To prove negligence, there are four basic elements that must be proven by the plaintiff (who bears the burden of proof in civil liability cases). Those elements are:

  • Duty.
  • Breach of duty.
  • Causation.
  • Damages.

To break it down a bit farther, plaintiff (person making the accusation) must first establish that defendant (accused wrongdoer) owed plaintiff a duty that required defendant to act a certain way in order to protect placing others at an unreasonable risk of harm (see the 2003 Florida Supreme Court case of Clay Elec. Co-Op. Inc. v. Johnson). From there, plaintiff has to prove defendant failed to conform to the standard of conduct when they had that duty. Then, plaintiff needs to show there is a reasonably close causal connection between the misconduct and the injury to plaintiff. A cause-in-fact can be proven when there is a connection between defendant’s actions and plaintiff’s loss. There is also proximate cause, which is the direct cause for one’s injury (not necessarily the closest act in time, but the most significant act). Finally, plaintiff must show he/ she has suffered some form of actual harm or injury.
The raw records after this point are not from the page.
/// Stellar assets use 7 decimal places.
pub const STELLAR_DECIMALS: u32 = 7;

pub fn format_amount(amount: i128, decimals: u32) -> String {
    let divisor = 10_i128.pow(decimals);
    let sign = if amount < 0 { "-" } else { "" };
    let whole = (amount / divisor).abs();
    let fractional = (amount % divisor).abs();

    if fractional == 0 {
        format!("{}{}", sign, whole)
    } else {
        let formatted = format!(
            "{}{}.{:0width$}",
            sign,
            whole,
            fractional,
            width = decimals as usize
        );
        formatted.trim_end_matches('0').to_string()
    }
}

/// Parses the raw `get_balance` output of `stellar contract invoke`, which
/// prints the i128 as a quoted JSON string.
pub fn parse_contract_i128(output: &str) -> Option<i128> {
    let trimmed = output.trim();
    if let Ok(serde_json::Value::String(s)) = serde_json::from_str::<serde_json::Value>(trimmed) {
        return s.parse().ok();
    }
    trimmed.parse().ok()
}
It’s important to point out that negligent misconduct in and of itself will not be enough to bring about a cause of action or compel a court to hold a defendant civilly liable. One must prove all four of these elements to recover damages.

But what if defendant isn’t the only one negligent? What if there are multiple defendants or what if plaintiff shares some of the responsibility? F.S. 768.81 is the provision that addresses this. The statute holds that negligence can be apportioned to be more than one defendant and could potentially be shared by the plaintiff. Each party is responsible for his or her own negligence, and a plaintiff’s comparative fault will proportionately reduce his or her damages.

So for instance, if plaintiff is 30 percent at-fault and defendant is 70 percent at fault and damages are $100,000, defendant will only be responsible to cover $70,000 in damages to plaintiff. The good news is that Florida is a pure comparative fault state, which means plaintiffs are not barred from recovering damages no matter how much they are at-fault. So a plaintiff who is 99 percent liable can recover 1 percent of damages. Many other states prohibit plaintiffs from obtaining any damages if they are 50 percent or more to blame. Still, our experienced personal injury attorneys in Fort Myers aim to diminish any finding of comparative fault that could negatively impact your overall damage award.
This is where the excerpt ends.